世界記憶遺産をめざすー舞鶴市

シベリア抑留と引き揚げの関係資料で

世界記憶遺産をめざすー舞鶴市
舞鶴を舞台にした音楽劇の演出家・望月竜平氏、
舞鶴引揚記念館・山下美晴館長、多々見良三・舞
鶴市長、資料の現地調査を行った東京女子大・黒
沢文貴教授と中央大・佐藤元英教授(左から)

 1992年より開始した「ユネスコ世界記憶遺産」登録。京都府舞鶴市では「シベリア抑留と引き揚げ関係資料(仮称)」の2015年登録を目指し、準備を開始している。

  「ユネスコ世界記憶遺産」の登録は、世界の重要な記憶遺産の保護と振興を目的としており、真正性と世界的な重要性が審査の基準だ。アンネ・フランクの日記(オランダ)、ベートーベンの手書きの楽譜(ドイツ)などがこれまで登録されており、日本では現在3件登録されている。

  舞鶴市は1901年の舞鶴鎮守府の開庁以来、日本海側で唯一の軍港都市として発展してきた。第二次世界大戦の敗戦に伴い、海外諸地域に残された約660万人の日本の軍人・軍属と民間人を帰国させる「引揚事業」の指定港となり、昭和30年7月以降33年までは唯一の引揚港となった。
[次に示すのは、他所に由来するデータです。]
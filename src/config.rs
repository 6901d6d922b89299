use std::path::{Path, PathBuf};
use std::time::Duration;

use serde::Deserialize;

use crate::bytesize::ByteSize;
use crate::error::{Result, RunnerError};

/// Per-plot parameters handed to `chia plots create`.
#[derive(Debug, Clone, Deserialize)]
#[serde(default)]
pub struct JobConfig {
    /// Name or path of the chia executable
    pub chia_bin: String,
    /// chia-blockchain checkout whose `activate` script is sourced first
    pub chia_dir: Option<PathBuf>,
    /// Plot size (`-k`)
    pub k_size: u32,
    /// Threads per plot (`-r`)
    pub threads: usize,
    /// Memory buffer per plot in MB (`-b`)
    pub memory_mb: u64,
    /// Space held in a temp directory while a plot is being built
    pub temp_reservation: ByteSize,
    /// Space held in a farm directory for the finished plot
    pub dest_reservation: ByteSize,
}

impl Default for JobConfig {
    fn default() -> Self {
        Self {
            chia_bin: "chia".to_string(),
            chia_dir: None,
            k_size: 32,
            threads: 2,
            memory_mb: 3200,
            temp_reservation: ByteSize::from_gib(356.0),
            dest_reservation: ByteSize::from_gib(101.6),
        }
    }
}

impl JobConfig {
    pub fn memory(&self) -> ByteSize {
        ByteSize::from_mb(self.memory_mb as f64)
    }
}

/// SMTP relay and addresses for notification mail.
#[derive(Debug, Clone, Deserialize)]
#[serde(default)]
pub struct MailConfig {
    pub from: String,
    pub to: Vec<String>,
    pub host: String,
    /// 465 means implicit TLS; any other port upgrades with STARTTLS
    pub port: u16,
    pub user: Option<String>,
    pub password: Option<String>,
}

impl Default for MailConfig {
    fn default() -> Self {
        Self {
            from: String::new(),
            to: Vec::new(),
            host: String::new(),
            port: 587,
            user: None,
            password: None,
        }
    }
}

/// Everything fixed for the lifetime of a run.
#[derive(Debug, Clone, Deserialize)]
#[serde(default)]
pub struct Settings {
    /// Temporary plotting directories, in rotation order
    pub temp_dirs: Vec<PathBuf>,
    /// Farm directories that receive finished plots, in rotation order
    pub dest_dirs: Vec<PathBuf>,
    /// Memory budget for all plots together, in MB
    pub max_memory_mb: u64,
    /// Optional ceiling on concurrent plots, applied below the CPU/memory budget
    pub max_parallel: Option<usize>,
    /// Seconds between launch attempts
    pub tick_interval_secs: u64,
    pub log_file: Option<PathBuf>,
    pub job: JobConfig,
    pub mail: Option<MailConfig>,
}

impl Default for Settings {
    fn default() -> Self {
        Self {
            temp_dirs: Vec::new(),
            dest_dirs: Vec::new(),
            max_memory_mb: 0,
            max_parallel: None,
            tick_interval_secs: 60,
            log_file: None,
            job: JobConfig::default(),
            mail: None,
        }
    }
}

impl Settings {
    /// Load settings from a TOML file. Missing keys take their defaults.
    pub fn load_from(path: &Path) -> Result<Self> {
        let content = std::fs::read_to_string(path)?;
        toml::from_str(&content).map_err(|source| RunnerError::ConfigParse {
            path: path.to_path_buf(),
            source,
        })
    }

    pub fn memory_budget(&self) -> ByteSize {
        ByteSize::from_mb(self.max_memory_mb as f64)
    }

    pub fn tick_interval(&self) -> Duration {
        Duration::from_secs(self.tick_interval_secs)
    }

    /// Reject settings the supervisor cannot start with.
    pub fn validate(&self) -> Result<()> {
        if self.max_memory_mb == 0 {
            return Err(RunnerError::Config(
                "max memory must be set (--max-mem)".to_string(),
            ));
        }
        if self.temp_dirs.is_empty() {
            return Err(RunnerError::Config(
                "at least one temp directory is required (--temp-dirs)".to_string(),
            ));
        }
        if self.dest_dirs.is_empty() {
            return Err(RunnerError::Config(
                "at least one farm directory is required (--dest-dirs)".to_string(),
            ));
        }
        if self.job.threads == 0 || self.job.memory_mb == 0 {
            return Err(RunnerError::Config(
                "per-plot threads and memory must be positive".to_string(),
            ));
        }
        if self.job.temp_reservation.bytes() <= 0 || self.job.dest_reservation.bytes() <= 0 {
            return Err(RunnerError::Config(format!(
                "reservation sizes must be positive (temp {}, dest {})",
                self.job.temp_reservation, self.job.dest_reservation
            )));
        }
        if let Some(mail) = &self.mail {
            if mail.host.is_empty() || mail.from.is_empty() || mail.to.is_empty() {
                return Err(RunnerError::Config(
                    "mail needs an SMTP host, a sender and at least one recipient".to_string(),
                ));
            }
        }
        if self.tick_interval_secs == 0 {
            return Err(RunnerError::Config(
                "tick interval must be at least one second".to_string(),
            ));
        }
        Ok(())
    }
}

/// Split a comma separated directory list, dropping empty entries.
pub fn parse_dir_list(list: &str) -> Vec<PathBuf> {
    list.split(',')
        .map(str::trim)
        .filter(|d| !d.is_empty())
        .map(PathBuf::from)
        .collect()
}

#[cfg(test)]
mod tests {
    use super::*;
    use std::io::Write;

    fn valid() -> Settings {
        Settings {
            temp_dirs: vec![PathBuf::from("/mnt/nvme0")],
            dest_dirs: vec![PathBuf::from("/mnt/farm0")],
            max_memory_mb: 16_000,
            ..Settings::default()
        }
    }

    #[test]
    fn job_config_default() {
        let cfg = JobConfig::default();
        assert_eq!(cfg.chia_bin, "chia");
        assert!(cfg.chia_dir.is_none());
        assert_eq!(cfg.k_size, 32);
        assert_eq!(cfg.threads, 2);
        assert_eq!(cfg.memory_mb, 3200);
        assert_eq!(cfg.memory(), ByteSize::from_mb(3200.0));
        assert_eq!(cfg.temp_reservation, ByteSize::from_gib(356.0));
        assert_eq!(cfg.dest_reservation, ByteSize::from_gib(101.6));
    }

    #[test]
    fn settings_default() {
        let cfg = Settings::default();
        assert!(cfg.temp_dirs.is_empty());
        assert!(cfg.dest_dirs.is_empty());
        assert_eq!(cfg.max_memory_mb, 0);
        assert_eq!(cfg.tick_interval(), Duration::from_secs(60));
        assert!(cfg.mail.is_none());
    }

    #[test]
    fn validate_accepts_complete_settings() {
        assert!(valid().validate().is_ok());
    }

    #[test]
    fn validate_rejects_missing_pieces() {
        let mut cfg = valid();
        cfg.max_memory_mb = 0;
        assert!(matches!(cfg.validate(), Err(RunnerError::Config(_))));

        let mut cfg = valid();
        cfg.temp_dirs.clear();
        assert!(matches!(cfg.validate(), Err(RunnerError::Config(_))));

        let mut cfg = valid();
        cfg.dest_dirs.clear();
        assert!(matches!(cfg.validate(), Err(RunnerError::Config(_))));

        let mut cfg = valid();
        cfg.job.threads = 0;
        assert!(matches!(cfg.validate(), Err(RunnerError::Config(_))));

        let mut cfg = valid();
        cfg.tick_interval_secs = 0;
        assert!(matches!(cfg.validate(), Err(RunnerError::Config(_))));

        let mut cfg = valid();
        cfg.mail = Some(MailConfig {
            from: "plots@example.com".to_string(),
            to: vec!["me@example.com".to_string()],
            ..MailConfig::default()
        });
        assert!(matches!(cfg.validate(), Err(RunnerError::Config(_))));
    }

    #[test]
    fn validate_rejects_unusable_reservation_sizes() {
        let mut cfg = valid();
        cfg.job.dest_reservation = ByteSize::ZERO;
        assert!(matches!(cfg.validate(), Err(RunnerError::Config(_))));

        let mut cfg = valid();
        cfg.job.temp_reservation = "-5GiB".parse().unwrap();
        assert!(matches!(cfg.validate(), Err(RunnerError::Config(_))));

        let mut cfg = valid();
        cfg.job.dest_reservation = ByteSize::new(1);
        assert!(cfg.validate().is_ok());
    }

    #[test]
    fn load_from_toml_file() {
        let mut file = tempfile::NamedTempFile::new().unwrap();
        write!(
            file,
            r#"
temp_dirs = ["/mnt/nvme0", "/mnt/nvme1"]
dest_dirs = ["/mnt/farm0"]
max_memory_mb = 32000
tick_interval_secs = 30

[job]
threads = 4
temp_reservation = "300GiB"

[mail]
from = "plots@example.com"
to = ["me@example.com"]
host = "smtp.example.com"
user = "plots"
password = "hunter2"
"#
        )
        .unwrap();

        let cfg = Settings::load_from(file.path()).unwrap();
        assert_eq!(cfg.temp_dirs.len(), 2);
        assert_eq!(cfg.dest_dirs, vec![PathBuf::from("/mnt/farm0")]);
        assert_eq!(cfg.max_memory_mb, 32000);
        assert_eq!(cfg.tick_interval(), Duration::from_secs(30));
        assert_eq!(cfg.job.threads, 4);
        assert_eq!(cfg.job.memory_mb, 3200);
        assert_eq!(cfg.job.temp_reservation, ByteSize::from_gib(300.0));
        let mail = cfg.mail.as_ref().unwrap();
        assert_eq!(mail.to, vec!["me@example.com".to_string()]);
        assert_eq!(mail.host, "smtp.example.com");
        assert_eq!(mail.port, 587);
        assert_eq!(mail.user.as_deref(), Some("plots"));
        assert!(cfg.validate().is_ok());
    }

    #[test]
    fn load_from_reports_parse_errors() {
        let mut file = tempfile::NamedTempFile::new().unwrap();
        write!(file, "max_memory_mb = \"lots\"").unwrap();
        let err = Settings::load_from(file.path()).unwrap_err();
        assert!(matches!(err, RunnerError::ConfigParse { .. }));
    }

    #[test]
    fn dir_list_parsing() {
        assert_eq!(
            parse_dir_list(" /a, /b ,,/c"),
            vec![PathBuf::from("/a"), PathBuf::from("/b"), PathBuf::from("/c")]
        );
        assert!(parse_dir_list("").is_empty());
    }
}
use std::sync::{Arc, PoisonError, RwLock};

use crate::error::{Exhausted, Result, RunnerError};
use crate::scheduler::resource::ResourceDir;

/// Decides whether a directory can take one more job.
pub type Admission = Arc<dyn Fn(&ResourceDir) -> bool + Send + Sync>;

/// The default admission rule: room for a full reservation on top of what
/// is already reserved.
pub fn room_for_one_more() -> Admission {
    Arc::new(|dir: &ResourceDir| dir.has_room())
}

#[derive(Debug, Default)]
struct Rotation {
    members: Vec<Arc<ResourceDir>>,
    cursor: usize,
}

impl Rotation {
    fn advance(&mut self) -> &Arc<ResourceDir> {
        self.cursor = (self.cursor + 1) % self.members.len();
        &self.members[self.cursor]
    }
}

/// Ordered set of directories handed out round-robin.
///
/// The cursor survives between calls, so each search starts one past the
/// last directory examined.
pub struct ResourcePool {
    name: String,
    rotation: RwLock<Rotation>,
    admission: Admission,
}

impl std::fmt::Debug for ResourcePool {
    fn fmt(&self, f: &mut std::fmt::Formatter<'_>) -> std::fmt::Result {
        let rotation = self.rotation.read().unwrap_or_else(PoisonError::into_inner);
        f.debug_struct("ResourcePool")
            .field("name", &self.name)
            .field("members", &rotation.members)
            .field("cursor", &rotation.cursor)
            .finish()
    }
}

impl ResourcePool {
    pub fn new(name: impl Into<String>) -> Self {
        Self::with_admission(name, room_for_one_more())
    }

    pub fn with_admission(name: impl Into<String>, admission: Admission) -> Self {
        Self {
            name: name.into(),
            rotation: RwLock::new(Rotation::default()),
            admission,
        }
    }

    pub fn name(&self) -> &str {
        &self.name
    }

    /// Append directories in rotation order. Duplicates are kept.
    pub fn add_members(&self, dirs: impl IntoIterator<Item = Arc<ResourceDir>>) {
        let mut rotation = self.rotation.write().unwrap_or_else(PoisonError::into_inner);
        rotation.members.extend(dirs);
    }

    pub fn count(&self) -> usize {
        self.rotation
            .read()
            .unwrap_or_else(PoisonError::into_inner)
            .members
            .len()
    }

    pub fn members(&self) -> Vec<Arc<ResourceDir>> {
        self.rotation
            .read()
            .unwrap_or_else(PoisonError::into_inner)
            .members
            .clone()
    }

    /// Next directory that passes this pool's admission rule.
    pub fn next_usable(&self) -> Result<Arc<ResourceDir>> {
        let admission = Arc::clone(&self.admission);
        self.next_usable_with(|dir| admission(dir))
    }

    /// Next directory that passes `admit`, examining each member at most
    /// once. The pool stays locked for the whole scan so concurrent callers
    /// rotate one after another.
    pub fn next_usable_with<F>(&self, admit: F) -> Result<Arc<ResourceDir>>
    where
        F: Fn(&ResourceDir) -> bool,
    {
        let mut rotation = self.rotation.write().unwrap_or_else(PoisonError::into_inner);
        if rotation.members.is_empty() {
            return Err(RunnerError::PoolMisconfigured(self.name.clone()));
        }

        for _ in 0..rotation.members.len() {
            let candidate = rotation.advance();
            if admit(candidate) {
                return Ok(Arc::clone(candidate));
            }
            tracing::debug!(
                pool = %self.name,
                path = %candidate.path().display(),
                "Directory not admissible, skipping"
            );
        }

        Err(RunnerError::AdmissionExhausted(Exhausted::NoAdmissibleDir {
            pool: self.name.clone(),
        }))
    }
}
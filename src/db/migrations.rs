use anyhow::{bail, Context, Result};
use rusqlite::{Connection, Transaction};

const CURRENT_SCHEMA_VERSION: i32 = 1;

/// Bring the schema up to `CURRENT_SCHEMA_VERSION`, tracked in `PRAGMA user_version`.
///
/// All pending steps run in a single transaction, so a failed upgrade leaves the
/// file at its previous version.
pub fn run_migrations(conn: &mut Connection) -> Result<()> {
    let mut version: i32 = conn
        .pragma_query_value(None, "user_version", |row| row.get(0))
        .context("failed to read user_version pragma")?;

    if version > CURRENT_SCHEMA_VERSION {
        bail!(
            "history database version ({version}) is newer than supported schema ({CURRENT_SCHEMA_VERSION})"
        );
    }

    if version == CURRENT_SCHEMA_VERSION {
        return Ok(());
    }

    let tx = conn
        .transaction()
        .context("failed to open migration transaction")?;

    while version < CURRENT_SCHEMA_VERSION {
        let next_version = version + 1;
        apply_migration(&tx, next_version)
            .with_context(|| format!("history migration to version {next_version} failed"))?;
        version = next_version;
    }

    tx.pragma_update(None, "user_version", CURRENT_SCHEMA_VERSION)
        .context("failed to update user_version pragma")?;
    tx.commit().context("failed to commit migrations")?;

    Ok(())
}

fn apply_migration(tx: &Transaction<'_>, version: i32) -> Result<()> {
    match version {
        1 => tx
            .execute_batch(include_str!("schemas/schema_v1.sql"))
            .context("failed to execute schema_v1.sql"),
        _ => bail!("unknown migration target version: {version}"),
    }
}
  そのような経緯から、昭和63年には「舞鶴引揚記念館」を開館し、史実を後世に語り継いできた。舞鶴港での受け入れ総数は66万人以上。地理的な理由によりソ連領から約46万人を受け入れたことから、シベリア抑留体験者から多くの資料が寄贈されるなど、引揚体験者の心のより所でもある。

  世界記憶遺産の申請に際して「シベリア抑留体験の記録」「安否を気遣い帰還を願う日本の家族に関する資料」「引揚実施関連資料」の3つのポイントで約580点の候補資料を検討中だ。

  来年2月には東京タワーで資料の展示とシンポジウムを予定しており、多々見良三・舞鶴市長は「引揚を知らない世代にもアピールし、平和を願う本市の思いを感じてほしい」と語る。

「岸壁の母」

 京都府舞鶴市は、シベリア抑留と引き上げに関係した資料(舞鶴引揚記念館所蔵)について、平成27年のユネスコ世界遺産への登録を目指すことを表明した。